■ **DESCRIPTION OF THE TASK**: Leave out every line that comes before the one containing "const MB: u64 = KB * 1024;", and reproduce the rest of the listing below exactly, through its last line.

══ DATA RECORDS

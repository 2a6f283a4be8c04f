//! Output formatting and styling module.
//!
//! Everything the daemon prints to the terminal, as opposed to log lines,
//! goes through [`OutputFormatter`]: the startup banner, the category table
//! and the shutdown summary.

use crate::file_category::{CategoryTable, OTHERS};
use crate::stats::StatsSnapshot;
use colored::*;

/// Manages all CLI output with consistent styling and formatting.
pub struct OutputFormatter;

impl OutputFormatter {
    /// Prints a success message in green with a checkmark.
    ///
    /// # Example
    ///
    /// ```no_run
    /// use tidyd::output::OutputFormatter;
    /// OutputFormatter::success("Watching 2 directories");
    /// ```
    pub fn success(message: &str) {
        println!("{} {}", "✓".green(), message);
    }

    /// Prints an error message in red with an X mark.
    pub fn error(message: &str) {
        eprintln!("{} {}", "✗".red(), message);
    }

    /// Prints a warning message in yellow with a warning symbol.
    pub fn warning(message: &str) {
        println!("{} {}", "⚠".yellow(), message);
    }

    /// Prints an info message in cyan.
    pub fn info(message: &str) {
        println!("{}", message.cyan());
    }

    /// Prints a section header.
    pub fn header(header: &str) {
        println!("\n{}", header.bold());
    }

    /// Prints the active category table, one row per destination folder.
    pub fn category_table(table: &CategoryTable) {
        Self::header("CATEGORIES");

        let width = table
            .folder_names()
            .iter()
            .map(|name| name.len())
            .max()
            .unwrap_or(0)
            .max(8);

        for (category, extensions) in table.categories() {
            let joined: Vec<&str> = extensions.iter().map(String::as_str).collect();
            println!("{:<width$} | {}", category.bold(), joined.join(" "));
        }
        if table.categories().all(|(name, _)| name != OTHERS) {
            println!(
                "{:<width$} | {}",
                OTHERS.bold(),
                "everything else".dimmed()
            );
        }
    }

    /// Prints the shutdown summary: files per category and totals.
    ///
    /// # Example
    ///
    /// ```no_run
    /// use tidyd::output::OutputFormatter;
    /// use tidyd::stats::StatsSnapshot;
    ///
    /// let mut stats = StatsSnapshot::default();
    /// stats.record("Documents", 2048);
    /// stats.record("Images", 512);
    /// OutputFormatter::summary_table(&stats);
    /// ```
    pub fn summary_table(stats: &StatsSnapshot) {
        Self::header("SUMMARY");

        let max_category_len = stats
            .per_category
            .keys()
            .map(|name| name.len())
            .max()
            .unwrap_or(0)
            .max(8); // At least "Category" width

        println!(
            "{:<width$} | {}",
            "Category".bold(),
            "Files".bold(),
            width = max_category_len
        );
        println!("{}", "-".repeat(max_category_len + 10));

        for (category, count) in &stats.per_category {
            println!(
                "{:<width$} | {} {}",
                category,
                count.to_string().green(),
                file_word(*count),
                width = max_category_len
            );
        }

        println!("{}", "-".repeat(max_category_len + 10));
        println!(
            "{:<width$} | {} {} ({})",
            "Total".bold(),
            stats.files_processed.to_string().green().bold(),
            file_word(stats.files_processed),
            format_bytes(stats.bytes_processed),
            width = max_category_len
        );
    }
}

fn file_word(count: u64) -> &'static str {
    if count == 1 { "file" } else { "files" }
}

/// Human-readable byte count, e.g. `1.50 MB`.
pub fn format_bytes(bytes: u64) -> String {
    const KB: u64 = 1024;
    const MB: u64 = KB * 1024;
    const GB: u64 = MB * 1024;

    if bytes >= GB {
        format!("{:.2} GB", bytes as f64 / GB as f64)
    } else if bytes >= MB {
        format!("{:.2} MB", bytes as f64 / MB as f64)
    } else if bytes >= KB {
        format!("{:.2} KB", bytes as f64 / KB as f64)
    } else {
        format!("{bytes} B")
    }
}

════

■ **SOLUTION FOR THIS TASK**:
    const MB: u64 = KB * 1024;
    const GB: u64 = MB * 1024;

    if bytes >= GB {
        format!("{:.2} GB", bytes as f64 / GB as f64)
    } else if bytes >= MB {
        format!("{:.2} MB", bytes as f64 / MB as f64)
    } else if bytes >= KB {
        format!("{:.2} KB", bytes as f64 / KB as f64)
    } else {
        format!("{bytes} B")
    }
}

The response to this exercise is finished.